Thursday, April 15, 2010

Jumping The State Budget Grand Canyon

Even with the stimulus, states still face an $89 billion budget gap for FY 2011.
California faces the largest budget gap at $13.8 billion, the report said, with Illinois at $12.5 billion and New Jersey at $11.0 billion following close behind. The remaining states have balanced budgets for the year, and Alaska reported a $355 million surplus.

States are especially agonizing the wind down of federal stimulus funds, which will disappear by fiscal year 2012. State officials from 31 states and Puerto Rico forecast a $73.5 billion budget gap for that year, and 21 states project a $64.7 billion deficit for fiscal year 2013.

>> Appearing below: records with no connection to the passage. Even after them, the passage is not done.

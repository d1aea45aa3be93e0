//! Time series assembly and the reductions downstream renderers consume.

use chrono::{DateTime, Utc};
use serde::{Deserialize, Serialize};

use crate::area::{AreaRaster, AreaUnit};
use crate::error::{PipelineError, PipelineResult};
use crate::window::TemporalWindow;

/// One area raster per generated window, in window order.
#[derive(Debug, Clone, PartialEq, Serialize, Deserialize)]
pub struct TimeSeries {
    /// Catalog label of the target class.
    pub target: String,
    pub unit: AreaUnit,
    pub entries: Vec<AreaRaster>,
}

/// `(timestamp, scalar area)` pair for the chart consumer.
#[derive(Debug, Clone, PartialEq, Serialize, Deserialize)]
pub struct ChartPoint {
    pub time_start: DateTime<Utc>,
    pub label: String,
    pub area: f64,
    pub gap_filled: bool,
}

/// One normalised 2-D frame for the thumbnail consumer.
#[derive(Debug, Clone, PartialEq)]
pub struct ThumbnailFrame {
    pub label: String,
    pub width: usize,
    pub height: usize,
    /// Row-major values in `[0, 1]`; `None` for masked pixels.
    pub values: Vec<Option<f32>>,
}

impl TimeSeries {
    /// Collect per-window rasters, checking they line up with `windows`.
    pub fn assemble(
        target: impl Into<String>,
        unit: AreaUnit,
        windows: &[TemporalWindow],
        entries: Vec<AreaRaster>,
    ) -> PipelineResult<Self> {
        if entries.len() != windows.len() {
            return Err(PipelineError::Internal(format!(
                "{} rasters for {} windows",
                entries.len(),
                windows.len()
            )));
        }
        for (w, e) in windows.iter().zip(&entries) {
            if e.window_index != w.index || e.time_start_millis() != w.time_start_millis() {
                return Err(PipelineError::Internal(format!(
                    "raster for window {} ({}) is out of order",
                    e.window_index,
                    e.label()
                )));
            }
        }
        Ok(Self { target: target.into(), unit, entries })
    }

    pub fn len(&self) -> usize {
        self.entries.len()
    }

    pub fn is_empty(&self) -> bool {
        self.entries.is_empty()
    }

    pub fn gap_filled_count(&self) -> usize {
        self.entries.iter().filter(|e| e.is_gap_filled).count()
    }

    /// Spatial sum of each window, in window order.
    pub fn chart_points(&self) -> Vec<ChartPoint> {
        self.entries
            .iter()
            .map(|e| ChartPoint {
                time_start: e.time_start,
                label: e.label(),
                area: e.sum(),
                gap_filled: e.is_gap_filled,
            })
            .collect()
    }

    /// Frames normalised from `[min, max]` to `[0, 1]`, clamped.
    pub fn thumbnail_frames(&self, min: f64, max: f64) -> Vec<ThumbnailFrame> {
        let span = max - min;
        self.entries
            .iter()
            .map(|e| ThumbnailFrame {
                label: e.label(),
                width: e.width,
                height: e.height,
                values: e
                    .data
                    .iter()
                    .map(|v| {
                        v.map(|a| {
                            if span > 0.0 {
                                ((a - min) / span).clamp(0.0, 1.0) as f32
                            } else {
                                0.0
                            }
                        })
                    })
                    .collect(),
            })
            .collect()
    }
}

#[cfg(test)]
mod tests {
    use super::*;
    use crate::window::generate_windows;
    use chrono::NaiveDate;

    fn windows() -> Vec<TemporalWindow> {
        generate_windows(
            NaiveDate::from_ymd_opt(2020, 1, 1).unwrap(),
            NaiveDate::from_ymd_opt(2020, 7, 1).unwrap(),
            3,
        )
        .unwrap()
    }

    fn raster(w: &TemporalWindow, data: Vec<Option<f64>>, gap: bool) -> AreaRaster {
        AreaRaster {
            width: data.len(),
            height: 1,
            data,
            window_index: w.index,
            time_start: w.time_start(),
            unit: AreaUnit::SquareKilometres,
            is_gap_filled: gap,
        }
    }

    #[test]
    fn chart_points_follow_window_order() {
        let ws = windows();
        let entries = vec![
            raster(&ws[0], vec![Some(0.5), None, Some(0.25)], false),
            raster(&ws[1], vec![None, None, None], true),
        ];
        let series = TimeSeries::assemble("Water", AreaUnit::SquareKilometres, &ws, entries).unwrap();
        let points = series.chart_points();
        assert_eq!(points.len(), 2);
        assert_eq!(points[0].label, "2020-01");
        assert!((points[0].area - 0.75).abs() < 1e-12);
        assert_eq!(points[1].label, "2020-04");
        assert_eq!(points[1].area, 0.0);
        assert!(points[1].gap_filled);
        assert_eq!(series.gap_filled_count(), 1);
    }

    #[test]
    fn assemble_rejects_missing_windows() {
        let ws = windows();
        let entries = vec![raster(&ws[0], vec![None], false)];
        assert!(TimeSeries::assemble("Water", AreaUnit::default(), &ws, entries).is_err());
    }

    #[test]
    fn assemble_rejects_swapped_windows() {
        let ws = windows();
        let entries = vec![raster(&ws[1], vec![None], false), raster(&ws[0], vec![None], false)];
        assert!(TimeSeries::assemble("Water", AreaUnit::default(), &ws, entries).is_err());
    }

    #[test]
    fn thumbnail_frames_normalise_and_clamp() {
        let ws = windows();
        let entries = vec![
            raster(&ws[0], vec![Some(0.0), Some(0.5), Some(2.0), None], false),
            raster(&ws[1], vec![None; 4], true),
        ];
        let series = TimeSeries::assemble("Water", AreaUnit::default(), &ws, entries).unwrap();
        let frames = series.thumbnail_frames(0.0, 1.0);
        assert_eq!(frames[0].values, vec![Some(0.0), Some(0.5), Some(1.0), None]);
        assert_eq!(frames[1].label, "2020-04");
        assert!(frames[1].values.iter().all(Option::is_none));
    }
}
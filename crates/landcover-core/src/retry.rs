use std::future::Future;
use std::time::Duration;

use rand::Rng;
use serde::{Deserialize, Serialize};
use tokio::time::sleep;

/// Jittered exponential backoff for archive queries.
#[derive(Debug, Clone, PartialEq, Serialize, Deserialize)]
#[serde(default)]
pub struct RetryPolicy {
    pub max_attempts: usize,
    pub base_delay_ms: u64,
    pub max_delay_ms: u64,
    pub jitter_pct: f64,
}

impl RetryPolicy {
    pub fn new(max_attempts: usize, base_delay_ms: u64, max_delay_ms: u64, jitter_pct: f64) -> Self {
        let base_delay_ms = base_delay_ms.max(1);
        Self {
            max_attempts: max_attempts.max(1),
            base_delay_ms,
            max_delay_ms: max_delay_ms.max(base_delay_ms),
            jitter_pct: jitter_pct.clamp(0.0, 1.0),
        }
    }

    /// Re-apply the clamps of [`RetryPolicy::new`] to deserialized values.
    pub fn normalized(&self) -> Self {
        Self::new(self.max_attempts, self.base_delay_ms, self.max_delay_ms, self.jitter_pct)
    }

    fn next_delay(&self, attempt: usize) -> Duration {
        let exp = 2_u64.saturating_pow(attempt.min(63) as u32);
        let delay = self.base_delay_ms.saturating_mul(exp).min(self.max_delay_ms);
        let spread = (delay as f64 * self.jitter_pct) as i64;
        let jittered = if spread > 0 {
            delay.saturating_add_signed(rand::thread_rng().gen_range(-spread..=spread))
        } else {
            delay
        };
        Duration::from_millis(jittered)
    }

    /// Run `op` until it succeeds, `should_retry` rejects the error, or the
    /// attempt budget is spent. `op` receives the zero-based attempt number.
    pub async fn retry_async<F, Fut, T, E, P>(&self, mut op: F, should_retry: P) -> Result<T, E>
    where
        F: FnMut(usize) -> Fut,
        Fut: Future<Output = Result<T, E>>,
        P: Fn(&E) -> bool,
    {
        let mut attempt = 0;
        loop {
            match op(attempt).await {
                Ok(val) => return Ok(val),
                Err(err) => {
                    attempt += 1;
                    if attempt >= self.max_attempts || !should_retry(&err) {
                        return Err(err);
                    }
                    sleep(self.next_delay(attempt - 1)).await;
                }
            }
        }
    }
}

impl Default for RetryPolicy {
    fn default() -> Self {
        Self::new(4, 250, 5_000, 0.2)
    }
}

By the end of fiscal year 2013, the conference estimates states will have closed a combined $531 billion budget hole since the start of the recession.
Half a trillion dollars taken out of state budgets over five years.  Yeah, that's going to affect state services, programs for the poor, education, state and local employees, infrastructure, public safety, you name it.  The easy cuts have been made, folks.  The rest of these budget cuts over the next 3 years?  They are going to be the hard ones that are going to greatly affect where you live.

Now, think how large this budget gap would be without the stimulus.  Yes, it should have been larger, but it has so far staved off the worst of the cuts.  That ends in July of next year when the stimulus money runs out.

Then the real pain begins.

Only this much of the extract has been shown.